Today I happened to catch something on Martha Stewart I thought might be worth sharing. It was a weight loss chart and instructions. The chart figures out how many calories you must consume each day to stay at your current weight and then how many calories per day to maintain your goal weight. Here's the thing, it's not that big a difference! Now, if you want to lose weight, you consume less calories per day than the amount needed to maintain your current weight. This is the hard part...getting to the goal weight in the first place. The only way I have ever effectively lost weight is by counting calories with exercise.
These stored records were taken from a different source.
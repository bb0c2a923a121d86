//! Time sources.
//!
//! The engine never reads the system clock directly; it asks a [`Clock`] so
//! tests can drive lag/lead decisions deterministically.

use std::sync::atomic::{AtomicI64, Ordering};

use contracts::{now_ticks, ticks_from_seconds, Ticks};

/// Source of the current wall-clock time in ticks.
pub trait Clock: Send + Sync + 'static {
    fn now(&self) -> Ticks;
}

/// UTC system clock
#[derive(Debug, Default, Clone, Copy)]
pub struct SystemClock;

impl Clock for SystemClock {
    #[inline]
    fn now(&self) -> Ticks {
        now_ticks()
    }
}

/// Clock that only moves when told to.
#[derive(Debug, Default)]
pub struct ManualClock {
    now: AtomicI64,
}

impl ManualClock {
    pub fn new(start: Ticks) -> Self {
        Self {
            now: AtomicI64::new(start),
        }
    }

    /// Start at the current system time.
    pub fn starting_now() -> Self {
        Self::new(SystemClock.now())
    }

    pub fn set(&self, ticks: Ticks) {
        self.now.store(ticks, Ordering::SeqCst);
    }

    pub fn advance(&self, ticks: Ticks) {
        self.now.fetch_add(ticks, Ordering::SeqCst);
    }

    pub fn advance_seconds(&self, seconds: f64) {
        self.advance(ticks_from_seconds(seconds));
    }
}

impl Clock for ManualClock {
    #[inline]
    fn now(&self) -> Ticks {
        self.now.load(Ordering::SeqCst)
    }
}

#[cfg(test)]
mod tests {
    use super::*;
    use contracts::TICKS_PER_SECOND;

    #[test]
    fn test_manual_clock_advances() {
        let clock = ManualClock::new(100);
        clock.advance(50);
        assert_eq!(clock.now(), 150);
        clock.advance_seconds(1.0);
        assert_eq!(clock.now(), 150 + TICKS_PER_SECOND);
        clock.set(7);
        assert_eq!(clock.now(), 7);
    }

    #[test]
    fn test_system_clock_is_after_2020() {
        // 2020-01-01T00:00:00Z in ticks since the Unix epoch
        assert!(SystemClock.now() > 1_577_836_800 * TICKS_PER_SECOND);
    }
}
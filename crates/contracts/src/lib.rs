//! # Contracts
//!
//! Frozen interface contracts shared by every crate in the workspace.
//! Business crates depend on this crate only, never on each other's internals.
//!
//! ## Time Model
//! - All timestamps are [`Ticks`]: 100-nanosecond intervals since the Unix epoch
//! - A frame timestamp is always aligned to a bucket boundary inside its second

mod concentrator_config;
mod error;
mod measurement;
mod measurement_key;
mod published;
mod service_config;
mod sink;
mod ticks;

pub use concentrator_config::*;
pub use error::*;
pub use measurement::*;
pub use measurement_key::MeasurementKey;
pub use published::*;
pub use service_config::*;
pub use sink::*;
pub use ticks::*;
Weight loss is all about math after all. 3500 calories is equal to one pound. When you've eliminated this many calories over the course of time, you eliminate a pound. Consequently, if you eat more than the amount needed to maintain your current weight, you will gain a pound with each 3500 extra calories. If you're not following me, here's an example:
Let's say you weigh 150 lbs. It takes about 1650 calories per day to maintain that weight. If you eat 350 more calories than that per day (2000 calories) and don't exercise, in 10 days you will gain another pound (10 x 350 =3500= 1 pound) If you cut 350 calories a day and only consume 1300 calories, in 10 days you will lose one pound. Get it? Exercise and burn calories and you can cut 3500 calories even faster. Want to know how many calories you're burning for different kinds of exercise? Click here. If the 150 lb. person runs at a pace of 12 minute miles for 30 minutes, they will burn 273 calories. Add this to the calories you cut from your food and you will get to 3500 you need to cut a pound in about 5 or 6 days.
I hope this isn't too confusing. If you want more info, let me know and I will try to clarify.